Report every line of the data where the string "that" appears.
↓
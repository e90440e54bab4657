//! Component classification: workload or infrastructure.
//!
//! Infrastructure components (databases and the like) are left out of the
//! generated chart entirely. The policy is a trait so callers can swap it
//! without touching the assembler.

use helmforge_common::constants::DEFAULT_INFRA_NEEDLE;

use crate::document::RawComponent;

/// Decides whether a component belongs in the chart.
pub trait ComponentFilter {
    /// Returns `true` if `name` is an application workload to convert.
    fn accepts(&self, name: &str, component: &RawComponent) -> bool;
}

impl<F> ComponentFilter for F
where
    F: Fn(&str, &RawComponent) -> bool,
{
    fn accepts(&self, name: &str, component: &RawComponent) -> bool {
        self(name, component)
    }
}

/// Rejects components whose name contains any needle, ignoring case.
#[derive(Debug, Clone, PartialEq, Eq)]
pub struct NameDenylist {
    needles: Vec<String>,
}

impl NameDenylist {
    /// Creates a denylist from name fragments.
    pub fn new<I, S>(needles: I) -> Self
    where
        I: IntoIterator<Item = S>,
        S: AsRef<str>,
    {
        Self {
            needles: needles
                .into_iter()
                .map(|n| n.as_ref().to_lowercase())
                .filter(|n| !n.is_empty())
                .collect(),
        }
    }

    /// The lower-cased needles.
    #[must_use]
    pub fn needles(&self) -> &[String] {
        &self.needles
    }
}

impl Default for NameDenylist {
    fn default() -> Self {
        Self::new([DEFAULT_INFRA_NEEDLE])
    }
}

impl ComponentFilter for NameDenylist {
    fn accepts(&self, name: &str, _component: &RawComponent) -> bool {
        let name = name.to_lowercase();
        !self.needles.iter().any(|needle| name.contains(needle.as_str()))
    }
}

/// Accepts every component.
#[derive(Debug, Clone, Copy, Default)]
pub struct AcceptAll;

impl ComponentFilter for AcceptAll {
    fn accepts(&self, _name: &str, _component: &RawComponent) -> bool {
        true
    }
}

#[cfg(test)]
mod tests {
    use super::*;

    fn raw() -> RawComponent {
        RawComponent::with_image("img")
    }

    #[test]
    fn default_denylist_skips_db_in_any_case() {
        let filter = NameDenylist::default();
        for name in ["db", "mydb", "DB", "userDb", "mongodb-primary", "Db_replica"] {
            assert!(!filter.accepts(name, &raw()), "{name} should be skipped");
        }
    }

    #[test]
    fn default_denylist_keeps_workloads() {
        let filter = NameDenylist::default();
        for name in ["web", "api", "worker", "d-b"] {
            assert!(filter.accepts(name, &raw()), "{name} should be kept");
        }
    }

    #[test]
    fn custom_needles_are_case_insensitive() {
        let filter = NameDenylist::new(["Redis", "queue"]);
        assert!(!filter.accepts("cache-redis", &raw()));
        assert!(!filter.accepts("JobQueue", &raw()));
        assert!(filter.accepts("mydb", &raw()));
    }

    #[test]
    fn empty_needles_are_ignored() {
        let filter = NameDenylist::new([""]);
        assert!(filter.needles().is_empty());
        assert!(filter.accepts("anything", &raw()));
    }

    #[test]
    fn closures_act_as_filters() {
        let only_images = |_: &str, c: &RawComponent| c.image.as_deref() != Some("postgres");
        assert!(only_images.accepts("a", &raw()));
        assert!(!only_images.accepts("a", &RawComponent::with_image("postgres")));
    }

    #[test]
    fn accept_all_keeps_databases() {
        assert!(AcceptAll.accepts("mydb", &raw()));
    }
}
//! Unified error types for the helmforge workspace.
//!
//! Component-level variants carry the component name and the offending
//! value so a failed run can point at the exact field that broke it.

use std::path::PathBuf;

use thiserror::Error;

/// Top-level error type shared across the workspace.
#[derive(Debug, Error)]
pub enum ChartError {
    /// The composition document could not be parsed.
    #[error("invalid composition document: {message}")]
    Parse {
        /// Description of the parse failure.
        message: String,
    },

    /// A component descriptor has no `image` field.
    #[error("component \"{component}\" has no image field")]
    MissingImageField {
        /// Component name.
        component: String,
    },

    /// An environment entry is not `KEY=VALUE` or is not a scalar.
    #[error("component \"{component}\": malformed environment entry {entry:?}")]
    MalformedEnvironmentEntry {
        /// Component name.
        component: String,
        /// The entry as written in the document.
        entry: String,
    },

    /// A port entry does not resolve to a container port in `1..=65535`.
    #[error("component \"{component}\": invalid port spec {port:?}")]
    InvalidPortSpec {
        /// Component name.
        component: String,
        /// The entry as written in the document.
        port: String,
    },

    /// The same component name appears twice under `services`.
    #[error("duplicate component name: \"{name}\"")]
    DuplicateComponent {
        /// Repeated name.
        name: String,
    },

    /// A component name cannot be used as a manifest file name.
    #[error("invalid component name {name:?}: {reason}")]
    InvalidComponentName {
        /// Offending name.
        name: String,
        /// Why the name was rejected.
        reason: &'static str,
    },

    /// A component name collides with a fixed top-level values key.
    #[error("component name \"{name}\" collides with a reserved values key")]
    ReservedComponentName {
        /// Offending name.
        name: String,
    },

    /// A resource quantity failed validation.
    #[error("invalid {field} quantity {value:?}: {reason}")]
    InvalidResourceLimit {
        /// Which quantity (`cpu` or `memory`).
        field: &'static str,
        /// The rejected value.
        value: String,
        /// Why the value was rejected.
        reason: &'static str,
    },

    /// A manifest skeleton could not be located.
    #[error("{kind} skeleton not found at {path}")]
    TemplateNotFound {
        /// Manifest kind (`deployment` or `service`).
        kind: &'static str,
        /// Where the skeleton was looked up.
        path: PathBuf,
    },

    /// The chart base name cannot be used as a directory name.
    #[error("invalid chart name {name:?}: {reason}")]
    InvalidChartName {
        /// Offending name.
        name: String,
        /// Why the name was rejected.
        reason: &'static str,
    },

    /// A manifest skeleton or rendered manifest carries template syntax
    /// that would reach the output unresolved.
    #[error("{manifest} contains unresolved token {token:?}")]
    UnresolvedPlaceholder {
        /// Manifest kind.
        manifest: &'static str,
        /// The leftover token.
        token: String,
    },

    /// Serializing chart metadata or values failed.
    #[error("serialization error: {source}")]
    Serialization {
        /// Underlying serialization error.
        #[from]
        source: serde_yaml::Error,
    },

    /// Reading an input file failed.
    #[error("I/O error at {path}: {source}")]
    Io {
        /// Path where the I/O error occurred.
        path: PathBuf,
        /// Underlying I/O error.
        source: std::io::Error,
    },

    /// Writing the generated chart failed.
    #[error("failed to write chart output at {path}: {source}")]
    OutputWriteFailure {
        /// Path that could not be written.
        path: PathBuf,
        /// Underlying I/O error.
        source: std::io::Error,
    },
}

impl ChartError {
    /// Returns the component name this error refers to, if any.
    #[must_use]
    pub fn component(&self) -> Option<&str> {
        match self {
            Self::MissingImageField { component }
            | Self::MalformedEnvironmentEntry { component, .. }
            | Self::InvalidPortSpec { component, .. } => Some(component),
            Self::DuplicateComponent { name }
            | Self::InvalidComponentName { name, .. }
            | Self::ReservedComponentName { name } => Some(name),
            _ => None,
        }
    }
}

/// Convenience alias used throughout the workspace.
pub type Result<T> = std::result::Result<T, ChartError>;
↑
[Solved problem]:
//! value so a failed run can point at the exact field that broke it.
    /// that would reach the output unresolved.
        /// Path that could not be written.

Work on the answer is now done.